A Bonus card or two is useful towards the end of the game. Not only do they add to the value of a Work, thus scoring you more Prestige, but they may help you get the bonus for the most valuable Work. The bonus is not a huge number of points, but every little helps. The nature of the Bonus cards (e.g. 1 point for each different Building) means that it makes sense to buy them earlier on so that you can work towards maximising their value. Buying them late means that you are trusting to luck to find one that scores well for you - though the mechanism of taking five and choosing one gives you a good chance of doing this. The same is true of Prestige cards. Again, I think it's worth having at least one of these at the end of the game. It lets you score a few more points that your opponents may not be expecting.

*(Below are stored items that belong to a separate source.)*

//! Rolling-window feature engine
//!
//! Turns a chronological sequence of games into lagged rolling features.
//! The same frame computation feeds the offline training table and the live
//! next-game prediction, so both paths see identical feature values.
//!
//! For a sequence of `n` games the frame has `n + 1` rows. Row `i` describes
//! game `i` using only games strictly before it; row `n` describes the next,
//! unplayed game. Rolling means cover the `WINDOW` games before the row and
//! stay undefined until a full window exists.

use serde::{Deserialize, Serialize};
use std::fmt;

use super::schema::FeatureSchema;
use crate::{GameRecord, HoopsError, Result};

/// Rolling window size in games
pub const WINDOW: usize = 5;

/// Whether a feature vector was computed from a full rolling window
#[derive(Debug, Clone, Copy, PartialEq, Eq, Serialize, Deserialize)]
#[serde(tag = "status", rename_all = "snake_case")]
pub enum HistoryStatus {
    /// All rolling features came from `WINDOW` prior games
    Full,
    /// Fewer than `WINDOW` prior games; undefined features were replaced by 0
    ZeroFilled { available: usize },
}

impl HistoryStatus {
    pub fn is_full(&self) -> bool {
        matches!(self, HistoryStatus::Full)
    }
}

impl fmt::Display for HistoryStatus {
    fn fmt(&self, f: &mut fmt::Formatter<'_>) -> fmt::Result {
        match self {
            HistoryStatus::Full => write!(f, "full"),
            HistoryStatus::ZeroFilled { available } => {
                write!(f, "zero-filled ({}/{} games)", available, WINDOW)
            }
        }
    }
}

/// Model input for one game, in schema order
#[derive(Debug, Clone, PartialEq, Serialize)]
pub struct FeatureVector {
    schema: FeatureSchema,
    values: Vec<f32>,
    history: HistoryStatus,
}

impl FeatureVector {
    /// Wrap raw values, checking the length against the schema
    pub fn new(schema: FeatureSchema, values: Vec<f32>, history: HistoryStatus) -> Result<Self> {
        schema.check_dim(values.len())?;
        Ok(FeatureVector {
            schema,
            values,
            history,
        })
    }

    pub fn schema(&self) -> FeatureSchema {
        self.schema
    }

    pub fn history(&self) -> HistoryStatus {
        self.history
    }

    pub fn as_slice(&self) -> &[f32] {
        &self.values
    }

    pub fn len(&self) -> usize {
        self.values.len()
    }

    pub fn is_empty(&self) -> bool {
        self.values.is_empty()
    }

    /// Look up a feature by name
    pub fn get(&self, name: &str) -> Option<f32> {
        self.schema.index_of(name).map(|i| self.values[i])
    }

    /// (name, value) pairs in schema order
    pub fn named(&self) -> impl Iterator<Item = (&'static str, f32)> + '_ {
        self.schema
            .names()
            .iter()
            .copied()
            .zip(self.values.iter().copied())
    }
}

/// Mean over each trailing window of `window` values
///
/// Position `i` holds the mean of `values[i + 1 - window..=i]`, or `None` while
/// fewer than `window` values are available.
pub fn rolling_mean(values: &[f32], window: usize) -> Vec<Option<f32>> {
    (0..values.len())
        .map(|i| {
            if window == 0 || i + 1 < window {
                return None;
            }
            let sum: f64 = values[i + 1 - window..=i].iter().map(|&v| v as f64).sum();
            Some((sum / window as f64) as f32)
        })
        .collect()
}

/// Lag a series by one position, extending it by one
///
/// The result has `len + 1` entries: position 0 is undefined and position
/// `i` holds the input's value at `i - 1`, so the last entry belongs to the
/// position after the input ends.
pub fn lag<T: Copy>(values: &[Option<T>]) -> Vec<Option<T>> {
    std::iter::once(None).chain(values.iter().copied()).collect()
}

/// One row of the rolling frame
#[derive(Debug, Clone, Copy)]
pub struct FrameRow<'a> {
    /// Mean points over the `WINDOW` games before this row
    pub avg_pts_last_5: Option<f32>,
    /// Mean minutes over the `WINDOW` games before this row
    pub avg_min_last_5: Option<f32>,
    /// Previous game's points minus `avg_pts_last_5`
    pub trend_pts: Option<f32>,
    /// Most recent game before this row, source of the raw context features
    pub previous: Option<&'a GameRecord>,
    /// Number of prior games available to this row (capped at `WINDOW`)
    pub prior_games: usize,
}

impl FrameRow<'_> {
    pub fn history(&self) -> HistoryStatus {
        if self.avg_pts_last_5.is_some() && self.avg_min_last_5.is_some() {
            HistoryStatus::Full
        } else {
            HistoryStatus::ZeroFilled {
                available: self.prior_games,
            }
        }
    }

    /// Assemble the model input for this row, replacing undefined values by 0
    pub fn to_vector(&self, schema: FeatureSchema) -> Result<FeatureVector> {
        let minutes = self.previous.map_or(0.0, |g| g.minutes());
        let fga = self.previous.map_or(0.0, |g| g.field_goals_attempted() as f32);
        let fgm = self.previous.map_or(0.0, |g| g.field_goals_made() as f32);

        let mut values = Vec::with_capacity(schema.dim());
        values.push(self.avg_pts_last_5.unwrap_or(0.0));
        values.push(self.avg_min_last_5.unwrap_or(0.0));
        values.push(self.trend_pts.unwrap_or(0.0));
        values.push(minutes);
        if schema.requires_home_game() {
            let home = match self.previous {
                Some(game) => game.home_game().ok_or_else(|| {
                    HoopsError::Schema(format!(
                        "schema {} needs the home/away flag of the most recent game",
                        schema
                    ))
                })?,
                None => false,
            };
            values.push(if home { 1.0 } else { 0.0 });
        }
        values.push(fga);
        values.push(fgm);

        FeatureVector::new(schema, values, self.history())
    }
}

/// Rolling features for every game of one player's chronological sequence
pub struct RollingFrame<'a> {
    games: &'a [GameRecord],
    avg_pts: Vec<Option<f32>>,
    avg_min: Vec<Option<f32>>,
    trend_pts: Vec<Option<f32>>,
}

impl<'a> RollingFrame<'a> {
    /// Compute the frame for games ordered oldest to newest
    pub fn compute(games: &'a [GameRecord]) -> Self {
        let points: Vec<f32> = games.iter().map(|g| g.points() as f32).collect();
        let minutes: Vec<f32> = games.iter().map(|g| g.minutes()).collect();

        let avg_pts = lag(&rolling_mean(&points, WINDOW));
        let avg_min = lag(&rolling_mean(&minutes, WINDOW));
        let prev_points = lag(&points.iter().copied().map(Some).collect::<Vec<_>>());

        let trend_pts = prev_points
            .iter()
            .zip(avg_pts.iter())
            .map(|(prev, avg)| match (prev, avg) {
                (Some(p), Some(a)) => Some(p - a),
                _ => None,
            })
            .collect();

        RollingFrame {
            games,
            avg_pts,
            avg_min,
            trend_pts,
        }
    }

    /// Number of rows: one per known game plus the next game
    pub fn len(&self) -> usize {
        self.avg_pts.len()
    }

    pub fn is_empty(&self) -> bool {
        self.avg_pts.is_empty()
    }

    /// Row describing game `index`; `index == games.len()` is the next game
    pub fn row(&self, index: usize) -> Option<FrameRow<'a>> {
        if index >= self.len() {
            return None;
        }
        Some(FrameRow {
            avg_pts_last_5: self.avg_pts[index],
            avg_min_last_5: self.avg_min[index],
            trend_pts: self.trend_pts[index],
            previous: index.checked_sub(1).map(|i| &self.games[i]),
            prior_games: index.min(WINDOW),
        })
    }

    /// Row describing the next, unplayed game
    pub fn next_game(&self) -> FrameRow<'a> {
        FrameRow {
            avg_pts_last_5: self.avg_pts[self.games.len()],
            avg_min_last_5: self.avg_min[self.games.len()],
            trend_pts: self.trend_pts[self.games.len()],
            previous: self.games.last(),
            prior_games: self.games.len().min(WINDOW),
        }
    }

    /// Rows for the known games, paired with the game each row describes
    pub fn played(&self) -> impl Iterator<Item = (FrameRow<'a>, &'a GameRecord)> + '_ {
        self.games
            .iter()
            .enumerate()
            .filter_map(move |(i, game)| self.row(i).map(|row| (row, game)))
    }
}

/// Feature vector for the game after `games` (ordered oldest to newest)
pub fn next_game_features(games: &[GameRecord], schema: FeatureSchema) -> Result<FeatureVector> {
    if games.is_empty() {
        return Err(HoopsError::InsufficientHistory {
            games: 0,
            required: WINDOW,
        });
    }
    RollingFrame::compute(games).next_game().to_vector(schema)
}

Another way of taking your opponents by surprise is putting on two Works in a turn. Especially in the last turn. I have seen this done to great effect as a player who appeared to be well behind scored a huge number of points in one go and zoomed past to win the game. Let that be a warning to you: somebody with two Personalities (or a Personality and Companion) in their hand on the last turn could be very dangerous! It is also a good example to follow. Use the previous turns to build up your estate. Maximise the score from both Works and Bob's Your Uncle. Impressed
To sum up, I am very impressed with this game. It repays, nay, requires careful planning and strategic play. It gives you plenty of control over what you're doing. The chaotic element of the auction damages this, but it is offset by the ability to trim your strategy to what's available or to a different sequence. The auction also adds an element of player interaction to what would otherwise be a very dry game. For me, this is the best game of 2000. So far, anyway. I have two caveats about the game. The first I've already mentioned: there is not a huge amount of interaction between players. If this is your prime requirement from a game, this one is not for you. The second is the amount of German text on the boards and cards. Not a problem for any hobby gamer, but definitely off-putting. As well as rules in English, the Gaming Dumpster website (http://www.neonate.org/) has a very useful crib sheet that gives the English equivalents of the main terms in the game and translations of all the Bonus and Prestige cards.
Die Fürsten von Florenz was designed by Wolfgang Kramer and Richard Ulrich and published (in Germany) by alea (it has subsequently been published in the USA by Rio Grande Games as Princes of Florence). It is for 3-5 players and takes 75-100 minutes to play. Pevans rates it 10/10.
Page created 22nd May 2000. Last modified 24th June 2005.